You can view air quality from the US Embassy, Indian government monitoring stations as well as other Airveda monitors set up around your city and rest of the country. This will allow you to prepare for the air quality in places you are visiting or travelling to.

Air Quality: Real time AQI

Rating: 4.3; Installs: 100,000 - 500,000

The Air Quality application shows the real-time Air Quality Index (AQI) for more than 60 countries in the world, including Mainland China, Hong Kong, Taiwan, Singapore, Vietnam, India, Malaysia, Thailand, South Korea and Japan.

The Air Quality data sources varies depending on the cities:

- The US Embassy PM2.5 data is used for Shanghai, Beijing, Chengdu and Guangzhou.
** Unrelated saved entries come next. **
//! Black-box tests against a live server on an ephemeral port, with an
//! in-memory store and checkout provider behind the real router.

use std::sync::Arc;

use chrono::{Duration, Utc};
use jsonwebtoken::{Algorithm, EncodingKey, Header};
use serde_json::{Value, json};

use tutorhub_api::app::{self, services::AppServices};
use tutorhub_auth::{JwtClaims, Role};
use tutorhub_core::UserId;
use tutorhub_infra::{InMemoryStore, MarketplaceStore};
use tutorhub_payments::{CheckoutProvider, InMemoryCheckout};

const SECRET: &str = "black-box-test-secret";

struct TestServer {
    base: String,
    client: reqwest::Client,
}

impl TestServer {
    async fn spawn() -> Self {
        let store: Arc<dyn MarketplaceStore> = Arc::new(InMemoryStore::new());
        let provider: Arc<dyn CheckoutProvider> = Arc::new(InMemoryCheckout::new());
        let services = Arc::new(AppServices::new(store, provider, "http://localhost:8080"));
        let router = app::build_app(SECRET.as_bytes(), services);

        let listener = tokio::net::TcpListener::bind("127.0.0.1:0").await.unwrap();
        let addr = listener.local_addr().unwrap();
        tokio::spawn(async move {
            axum::serve(listener, router).await.unwrap();
        });

        Self {
            base: format!("http://{addr}"),
            client: reqwest::Client::new(),
        }
    }

    async fn post(&self, path: &str, token: Option<&str>, body: Value) -> reqwest::Response {
        let mut req = self.client.post(format!("{}{path}", self.base)).json(&body);
        if let Some(token) = token {
            req = req.bearer_auth(token);
        }
        req.send().await.unwrap()
    }

    async fn patch(&self, path: &str, token: &str, body: Value) -> reqwest::Response {
        self.client
            .patch(format!("{}{path}", self.base))
            .bearer_auth(token)
            .json(&body)
            .send()
            .await
            .unwrap()
    }

    async fn get(&self, path: &str, token: Option<&str>) -> reqwest::Response {
        let mut req = self.client.get(format!("{}{path}", self.base));
        if let Some(token) = token {
            req = req.bearer_auth(token);
        }
        req.send().await.unwrap()
    }
}

fn mint_token(user_id: UserId, role: &str) -> String {
    let now = Utc::now();
    let claims = JwtClaims {
        sub: user_id,
        roles: vec![Role::new(role.to_string())],
        issued_at: now - Duration::minutes(1),
        expires_at: now + Duration::minutes(30),
    };
    jsonwebtoken::encode(
        &Header::new(Algorithm::HS256),
        &claims,
        &EncodingKey::from_secret(SECRET.as_bytes()),
    )
    .unwrap()
}

async fn data(res: reqwest::Response) -> Value {
    let body: Value = res.json().await.unwrap();
    body["data"].clone()
}

/// Register a user and mint a matching token.
async fn register(server: &TestServer, name: &str, email: &str, role: &str) -> (String, String) {
    let res = server
        .post(
            "/users",
            None,
            json!({ "name": name, "email": email, "role": role }),
        )
        .await;
    assert_eq!(res.status(), 201);
    let user = data(res).await;
    let id = user["id"].as_str().unwrap().to_string();
    let token = mint_token(id.parse().unwrap(), role);
    (id, token)
}

struct Marketplace {
    server: TestServer,
    learner_id: String,
    learner_token: String,
    tutor_token: String,
    tutor_id: String,
    course_id: String,
}

/// One tutor with one published course, and one learner.
async fn marketplace() -> Marketplace {
    let server = TestServer::spawn().await;

    let (tutor_user_id, tutor_token) =
        register(&server, "Grace", "grace@example.com", "tutor").await;
    let res = server
        .post(
            "/tutors",
            Some(&tutor_token),
            json!({ "user_id": tutor_user_id, "name": "Grace", "headline": "Math tutor" }),
        )
        .await;
    assert_eq!(res.status(), 201);
    let tutor_id = data(res).await["id"].as_str().unwrap().to_string();

    let res = server
        .post(
            "/courses",
            Some(&tutor_token),
            json!({
                "tutor_id": tutor_id,
                "title": "Algebra I",
                "description": "Linear equations",
                "price_minor": 5000,
                "session_rate_minor": 2500,
            }),
        )
        .await;
    assert_eq!(res.status(), 201);
    let course_id = data(res).await["id"].as_str().unwrap().to_string();

    let (learner_id, learner_token) =
        register(&server, "Ada", "ada@example.com", "learner").await;

    Marketplace {
        server,
        learner_id,
        learner_token,
        tutor_token,
        tutor_id,
        course_id,
    }
}

#[tokio::test]
async fn health_is_public() {
    let server = TestServer::spawn().await;
    let res = server.get("/health", None).await;
    assert_eq!(res.status(), 200);
    assert_eq!(data(res).await["status"], "ok");
}

#[tokio::test]
async fn protected_routes_require_a_token() {
    let server = TestServer::spawn().await;
    let res = server.get("/courses", None).await;
    assert_eq!(res.status(), 401);
    let res = server.post("/checkout", None, json!({})).await;
    assert_eq!(res.status(), 401);
}

#[tokio::test]
async fn registers_and_fetches_a_user() {
    let server = TestServer::spawn().await;
    let (id, token) = register(&server, "Ada", "ada@example.com", "learner").await;

    let res = server.get(&format!("/users/{id}"), Some(&token)).await;
    assert_eq!(res.status(), 200);
    let user = data(res).await;
    assert_eq!(user["email"], "ada@example.com");
    assert_eq!(user["role"], "learner");
}

#[tokio::test]
async fn rejects_unknown_role_on_registration() {
    let server = TestServer::spawn().await;
    let res = server
        .post(
            "/users",
            None,
            json!({ "name": "Eve", "email": "eve@example.com", "role": "owner" }),
        )
        .await;
    assert_eq!(res.status(), 400);
}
- The China Ministry Environment Pollution Department PM10 data is used for all other cities in China.

- For Hong Kong and Taiwan, the respective environment agencies PM2.5 data is used.

- For Singapore, the Singapore National Environment Agency PM2.5 data is used.
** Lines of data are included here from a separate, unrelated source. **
use chrono::{DateTime, Utc};
use core::str::FromStr;
use serde::{Deserialize, Serialize};

use tutorhub_core::{BookingId, CourseId, DomainError, DomainResult, TutorId, UserId};

/// Default length of a booked session.
pub const DEFAULT_DURATION_MIN: u32 = 60;

/// Booking status lifecycle.
#[derive(Debug, Clone, Copy, PartialEq, Eq, Serialize, Deserialize)]
#[serde(rename_all = "lowercase")]
pub enum BookingStatus {
    Confirmed,
    Completed,
    Cancelled,
}

impl BookingStatus {
    pub fn as_str(&self) -> &'static str {
        match self {
            BookingStatus::Confirmed => "confirmed",
            BookingStatus::Completed => "completed",
            BookingStatus::Cancelled => "cancelled",
        }
    }
}

impl FromStr for BookingStatus {
    type Err = DomainError;

    fn from_str(s: &str) -> Result<Self, Self::Err> {
        match s {
            "confirmed" => Ok(BookingStatus::Confirmed),
            "completed" => Ok(BookingStatus::Completed),
            "cancelled" => Ok(BookingStatus::Cancelled),
            other => Err(DomainError::validation(format!(
                "status must be one of confirmed, completed, cancelled; got '{other}'"
            ))),
        }
    }
}

/// Whether a booked session is individual or group format.
#[derive(Debug, Clone, Copy, PartialEq, Eq, Serialize, Deserialize)]
#[serde(rename_all = "lowercase")]
pub enum SessionKind {
    Individual,
    Group,
}

impl SessionKind {
    pub fn as_str(&self) -> &'static str {
        match self {
            SessionKind::Individual => "individual",
            SessionKind::Group => "group",
        }
    }
}

impl FromStr for SessionKind {
    type Err = DomainError;

    fn from_str(s: &str) -> Result<Self, Self::Err> {
        match s {
            "individual" => Ok(SessionKind::Individual),
            "group" => Ok(SessionKind::Group),
            other => Err(DomainError::validation(format!(
                "session kind must be individual or group; got '{other}'"
            ))),
        }
    }
}

/// One scheduled session between a learner and a tutor for a course.
///
/// A booking owns exactly one [`crate::Payment`] and is only ever created
/// together with it, inside a single store transaction.
#[derive(Debug, Clone, PartialEq, Eq, Serialize, Deserialize)]
pub struct Booking {
    pub id: BookingId,
    pub learner_id: UserId,
    pub tutor_id: TutorId,
    pub course_id: CourseId,
    pub scheduled_at: DateTime<Utc>,
    pub duration_min: u32,
    pub status: BookingStatus,
    pub kind: SessionKind,
    pub created_at: DateTime<Utc>,
}

impl Booking {
    /// Schedule a confirmed session.
    pub fn confirm(
        id: BookingId,
        learner_id: UserId,
        tutor_id: TutorId,
        course_id: CourseId,
        scheduled_at: DateTime<Utc>,
        duration_min: u32,
        kind: SessionKind,
        now: DateTime<Utc>,
    ) -> DomainResult<Self> {
        if duration_min == 0 {
            return Err(DomainError::validation("duration must be positive"));
        }
        Ok(Self {
            id,
            learner_id,
            tutor_id,
            course_id,
            scheduled_at,
            duration_min,
            status: BookingStatus::Confirmed,
            kind,
            created_at: now,
        })
    }
}
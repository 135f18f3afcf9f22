//! `tutorhub-learning` — enrollment domain.

pub mod enrollment;

pub use enrollment::Enrollment;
- For the other countries, you can refer to their website (aqicn.org)

The overall AQI, PM2.5 and PM10 measurements are updated every hour.

Plume Air Report

Rating: 4.3; Installs: 50,000 - 100,000

The Plume Air Report informs you in real time about the pollution level of your city and how it will evolve in the next hours. You then receive tailor-made recommendations on the best time to do your favourite activity without getting overexposed to pollution. It works pretty much everywhere! As of now they provide service in over 200 cities worldwide, including New-York, London, Paris, Shanghai, Beijing, New-Delhi, and Tokyo.

You can also receive notifications with the pollution forecast for the day. Their earlier releases were featured by Product Hunt.
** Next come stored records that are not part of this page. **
#[async_trait]
impl MarketplaceStore for PostgresStore {
    async fn insert_user(&self, user: User) -> StoreResult<User> {
        sqlx::query(
            "INSERT INTO users (id, name, email, role, created_at) VALUES ($1, $2, $3, $4, $5)",
        )
        .bind(user.id.as_uuid())
        .bind(&user.name)
        .bind(&user.email)
        .bind(user.role.as_str())
        .bind(user.created_at)
        .execute(&self.pool)
        .await
        .map_err(map_sqlx)?;
        Ok(user)
    }

    async fn user(&self, id: UserId) -> StoreResult<Option<User>> {
        let row = sqlx::query("SELECT id, name, email, role, created_at FROM users WHERE id = $1")
            .bind(id.as_uuid())
            .fetch_optional(&self.pool)
            .await
            .map_err(map_sqlx)?;
        row.as_ref().map(user_from_row).transpose()
    }

    async fn insert_tutor(&self, tutor: Tutor) -> StoreResult<Tutor> {
        sqlx::query(
            "INSERT INTO tutors (id, user_id, name, headline, created_at) VALUES ($1, $2, $3, $4, $5)",
        )
        .bind(tutor.id.as_uuid())
        .bind(tutor.user_id.as_uuid())
        .bind(&tutor.name)
        .bind(&tutor.headline)
        .bind(tutor.created_at)
        .execute(&self.pool)
        .await
        .map_err(map_sqlx)?;
        Ok(tutor)
    }

    async fn tutor(&self, id: TutorId) -> StoreResult<Option<Tutor>> {
        let row =
            sqlx::query("SELECT id, user_id, name, headline, created_at FROM tutors WHERE id = $1")
                .bind(id.as_uuid())
                .fetch_optional(&self.pool)
                .await
                .map_err(map_sqlx)?;
        row.as_ref().map(tutor_from_row).transpose()
    }

    async fn tutor_for_user(&self, user_id: UserId) -> StoreResult<Option<Tutor>> {
        let row = sqlx::query(
            "SELECT id, user_id, name, headline, created_at FROM tutors WHERE user_id = $1",
        )
        .bind(user_id.as_uuid())
        .fetch_optional(&self.pool)
        .await
        .map_err(map_sqlx)?;
        row.as_ref().map(tutor_from_row).transpose()
    }

    async fn tutors(&self) -> StoreResult<Vec<Tutor>> {
        let rows = sqlx::query("SELECT id, user_id, name, headline, created_at FROM tutors")
            .fetch_all(&self.pool)
            .await
            .map_err(map_sqlx)?;
        rows.iter().map(tutor_from_row).collect()
    }

    async fn insert_course(&self, course: Course) -> StoreResult<Course> {
        sqlx::query(
            "INSERT INTO courses (id, tutor_id, title, description, price_minor, session_rate_minor, created_at) \
             VALUES ($1, $2, $3, $4, $5, $6, $7)",
        )
        .bind(course.id.as_uuid())
        .bind(course.tutor_id.as_uuid())
        .bind(&course.title)
        .bind(&course.description)
        .bind(course.price.minor())
        .bind(course.session_rate.minor())
        .bind(course.created_at)
        .execute(&self.pool)
        .await
        .map_err(map_sqlx)?;
        Ok(course)
    }

    async fn course(&self, id: CourseId) -> StoreResult<Option<Course>> {
        let row = sqlx::query(
            "SELECT id, tutor_id, title, description, price_minor, session_rate_minor, created_at \
             FROM courses WHERE id = $1",
        )
        .bind(id.as_uuid())
        .fetch_optional(&self.pool)
        .await
        .map_err(map_sqlx)?;
        row.as_ref().map(course_from_row).transpose()
    }

    async fn courses(&self) -> StoreResult<Vec<Course>> {
        let rows = sqlx::query(
            "SELECT id, tutor_id, title, description, price_minor, session_rate_minor, created_at \
             FROM courses",
        )
        .fetch_all(&self.pool)
        .await
        .map_err(map_sqlx)?;
        rows.iter().map(course_from_row).collect()
    }

    async fn enrollment_for(
        &self,
        learner_id: UserId,
        course_id: CourseId,
    ) -> StoreResult<Option<Enrollment>> {
        let row = sqlx::query(
            "SELECT id, learner_id, course_id, completed_lessons, progress_percent, enrolled_at \
             FROM enrollments WHERE learner_id = $1 AND course_id = $2",
        )
        .bind(learner_id.as_uuid())
        .bind(course_id.as_uuid())
        .fetch_optional(&self.pool)
        .await
        .map_err(map_sqlx)?;
        row.as_ref().map(enrollment_from_row).transpose()
    }

    async fn enroll_or_get(&self, candidate: Enrollment) -> StoreResult<(Enrollment, bool)> {
        // Atomic create-or-fetch on the (learner_id, course_id) unique index.
        let inserted = sqlx::query(
            "INSERT INTO enrollments (id, learner_id, course_id, completed_lessons, progress_percent, enrolled_at) \
             VALUES ($1, $2, $3, $4, $5, $6) \
             ON CONFLICT (learner_id, course_id) DO NOTHING \
             RETURNING id, learner_id, course_id, completed_lessons, progress_percent, enrolled_at",
        )
        .bind(candidate.id.as_uuid())
        .bind(candidate.learner_id.as_uuid())
        .bind(candidate.course_id.as_uuid())
        .bind(candidate.completed_lessons as i32)
        .bind(candidate.progress_percent as i16)
        .bind(candidate.enrolled_at)
        .fetch_optional(&self.pool)
        .await
        .map_err(map_sqlx)?;

        if let Some(row) = inserted {
            return Ok((enrollment_from_row(&row)?, true));
        }
        let existing = self
            .enrollment_for(candidate.learner_id, candidate.course_id)
            .await?
            .ok_or_else(|| StoreError::Backend("enrollment vanished after upsert".to_string()))?;
        Ok((existing, false))
    }

    async fn enrollments_for(&self, learner_id: UserId) -> StoreResult<Vec<Enrollment>> {
        let rows = sqlx::query(
            "SELECT id, learner_id, course_id, completed_lessons, progress_percent, enrolled_at \
             FROM enrollments WHERE learner_id = $1",
        )
        .bind(learner_id.as_uuid())
        .fetch_all(&self.pool)
        .await
        .map_err(map_sqlx)?;
        rows.iter().map(enrollment_from_row).collect()
    }

    async fn create_booking_with_payment(
        &self,
        booking: Booking,
        payment: Payment,
    ) -> StoreResult<(Booking, Payment)> {
        // All-or-nothing: a booking must never exist without its payment.
        let mut tx = self.pool.begin().await.map_err(map_sqlx)?;

        sqlx::query(
            "INSERT INTO bookings (id, learner_id, tutor_id, course_id, scheduled_at, duration_min, status, kind, created_at) \
             VALUES ($1, $2, $3, $4, $5, $6, $7, $8, $9)",
        )
        .bind(booking.id.as_uuid())
        .bind(booking.learner_id.as_uuid())
        .bind(booking.tutor_id.as_uuid())
        .bind(booking.course_id.as_uuid())
        .bind(booking.scheduled_at)
        .bind(booking.duration_min as i32)
        .bind(booking.status.as_str())
        .bind(booking.kind.as_str())
        .bind(booking.created_at)
        .execute(&mut *tx)
        .await
        .map_err(map_sqlx)?;

        sqlx::query(
            "INSERT INTO payments (id, booking_id, amount_minor, method, status, transaction_ref, paid_at) \
             VALUES ($1, $2, $3, $4, $5, $6, $7)",
        )
        .bind(payment.id.as_uuid())
        .bind(payment.booking_id.as_uuid())
        .bind(payment.amount.minor())
        .bind(&payment.method)
        .bind(payment.status.as_str())
        .bind(&payment.transaction_ref)
        .bind(payment.paid_at)
        .execute(&mut *tx)
        .await
        .map_err(map_sqlx)?;

        tx.commit().await.map_err(map_sqlx)?;
        Ok((booking, payment))
    }

    async fn booking(&self, id: BookingId) -> StoreResult<Option<(Booking, Payment)>> {
        let row = sqlx::query(&format!("{BOOKING_JOIN} WHERE b.id = $1"))
            .bind(id.as_uuid())
            .fetch_optional(&self.pool)
            .await
            .map_err(map_sqlx)?;
        row.as_ref().map(joined_booking).transpose()
    }

    async fn booking_by_reference(
        &self,
        transaction_ref: &str,
    ) -> StoreResult<Option<(Booking, Payment)>> {
        let row = sqlx::query(&format!("{BOOKING_JOIN} WHERE p.transaction_ref = $1"))
            .bind(transaction_ref)
            .fetch_optional(&self.pool)
            .await
            .map_err(map_sqlx)?;
        row.as_ref().map(joined_booking).transpose()
    }

    async fn bookings_for(&self, learner_id: UserId) -> StoreResult<Vec<(Booking, Payment)>> {
        let rows = sqlx::query(&format!("{BOOKING_JOIN} WHERE b.learner_id = $1"))
            .bind(learner_id.as_uuid())
            .fetch_all(&self.pool)
            .await
            .map_err(map_sqlx)?;
        rows.iter().map(joined_booking).collect()
    }

    async fn insert_review(&self, review: Review) -> StoreResult<Review> {
        sqlx::query(
            "INSERT INTO reviews (id, booking_id, reviewer_id, tutor_id, course_id, rating, comment, status, approved_at, created_at) \
             VALUES ($1, $2, $3, $4, $5, $6, $7, $8, $9, $10)",
        )
        .bind(review.id.as_uuid())
        .bind(review.booking_id.as_uuid())
        .bind(review.reviewer_id.as_uuid())
        .bind(review.tutor_id.as_uuid())
        .bind(review.course_id.as_uuid())
        .bind(review.rating as i16)
        .bind(&review.comment)
        .bind(review.status.as_str())
        .bind(review.approved_at)
        .bind(review.created_at)
        .execute(&self.pool)
        .await
        .map_err(map_sqlx)?;
        Ok(review)
    }

    async fn review(&self, id: ReviewId) -> StoreResult<Option<Review>> {
        let row = sqlx::query(
            "SELECT id, booking_id, reviewer_id, tutor_id, course_id, rating, comment, status, approved_at, created_at \
             FROM reviews WHERE id = $1",
        )
        .bind(id.as_uuid())
        .fetch_optional(&self.pool)
        .await
        .map_err(map_sqlx)?;
        row.as_ref().map(review_from_row).transpose()
    }

    async fn update_review(&self, review: Review) -> StoreResult<Review> {
        let result = sqlx::query(
            "UPDATE reviews SET status = $2, approved_at = $3 WHERE id = $1",
        )
        .bind(review.id.as_uuid())
        .bind(review.status.as_str())
        .bind(review.approved_at)
        .execute(&self.pool)
        .await
        .map_err(map_sqlx)?;
        if result.rows_affected() == 0 {
            return Err(StoreError::NotFound(format!("review {}", review.id)));
        }
        Ok(review)
    }

    async fn delete_review(&self, id: ReviewId) -> StoreResult<()> {
        let result = sqlx::query("DELETE FROM reviews WHERE id = $1")
            .bind(id.as_uuid())
            .execute(&self.pool)
            .await
            .map_err(map_sqlx)?;
        if result.rows_affected() == 0 {
            return Err(StoreError::NotFound(format!("review {id}")));
        }
        Ok(())
    }

    async fn reviews_for_tutor(&self, tutor_id: TutorId) -> StoreResult<Vec<Review>> {
        let rows = sqlx::query(
            "SELECT id, booking_id, reviewer_id, tutor_id, course_id, rating, comment, status, approved_at, created_at \
             FROM reviews WHERE tutor_id = $1",
        )
        .bind(tutor_id.as_uuid())
        .fetch_all(&self.pool)
        .await
        .map_err(map_sqlx)?;
        rows.iter().map(review_from_row).collect()
    }

    async fn review_exists(
        &self,
        reviewer_id: UserId,
        course_id: CourseId,
        tutor_id: TutorId,
    ) -> StoreResult<bool> {
        let row = sqlx::query(
            "SELECT EXISTS (SELECT 1 FROM reviews WHERE reviewer_id = $1 AND course_id = $2 AND tutor_id = $3) AS present",
        )
        .bind(reviewer_id.as_uuid())
        .bind(course_id.as_uuid())
        .bind(tutor_id.as_uuid())
        .fetch_one(&self.pool)
        .await
        .map_err(map_sqlx)?;
        row.try_get("present").map_err(map_sqlx)
    }

    async fn insert_review_request(&self, request: ReviewRequest) -> StoreResult<ReviewRequest> {
        sqlx::query(
            "INSERT INTO review_requests (id, student_id, course_id, tutor_id, created_at) \
             VALUES ($1, $2, $3, $4, $5)",
        )
        .bind(request.id.as_uuid())
        .bind(request.student_id.as_uuid())
        .bind(request.course_id.as_uuid())
        .bind(request.tutor_id.as_uuid())
        .bind(request.created_at)
        .execute(&self.pool)
        .await
        .map_err(map_sqlx)?;
        Ok(request)
    }

    async fn review_requests_for(&self, student_id: UserId) -> StoreResult<Vec<ReviewRequest>> {
        let rows = sqlx::query(
            "SELECT id, student_id, course_id, tutor_id, created_at \
             FROM review_requests WHERE student_id = $1",
        )
        .bind(student_id.as_uuid())
        .fetch_all(&self.pool)
        .await
        .map_err(map_sqlx)?;
        rows.iter().map(request_from_row).collect()
    }
}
Ahmedabad-based Oizom has developed a mobile app that helps users analyse and compare the ‘real time’ air-quality of about 100 cities around the world. Their aim is to help users take necessary precautions and plan their day-to-day activities without exposing themselves to air pollutants unnecessarily.

Users can also compare the air quality levels of their city with other global cities to see how they differ. Oizom’s database also contains information about the different pollutants measured in parts per million (ppm) present in the air. Currently, Oizom obtains raw data from publicly available sources (such as Indiaopendata), but in the near future it aims to deploy its own IoT devices to provide more accurate data for both outdoor and indoor air pollution monitoring.

Air Quality India

Ratings 4.3; Installs: 1,000 - 5,000

Air Quality India application provides real-time air quality data from across India. The data has been measured as per the standard norms given by Central Pollution Control Board of India. Air Quality India App shows air quality based on the following parameters:

Particulate matter and particulate microns (PM 2.5 and PM10)

The hazardous and polluting gases in the atmosphere.

Gases like CO, CO2, SOx, Nox, So2, No2.

Humidity and temperature of the atmosphere.

Air Quality App allows you to compare the pollution levels of various cities. Add your own device into the Air quality India app. If you have purchased your DIY Air Quality Monitor, AirOwl, you can add it and configure with the Air Quality India App. Air Quality India App gives you the chance to access the data and share the data of your device to the public and contributes to fighting against pollution.

It also provides notifications whenever there are changes in the air quality or rise in the pollution levels.

Air Alert

Dr Reddys Laboratories

Rating: NA; Installs: 10-50

AirAlert provides hourly updates about air pollution in key cities in India. Designed for intuitive use, AirAlert rates urban air quality in accordance to the Air Quality Index on a scale of 0 (good) to 500 (hazardous).

The air quality data is sourced from Environmental Information System (ENVIS) of the Central Pollution Control Board, India.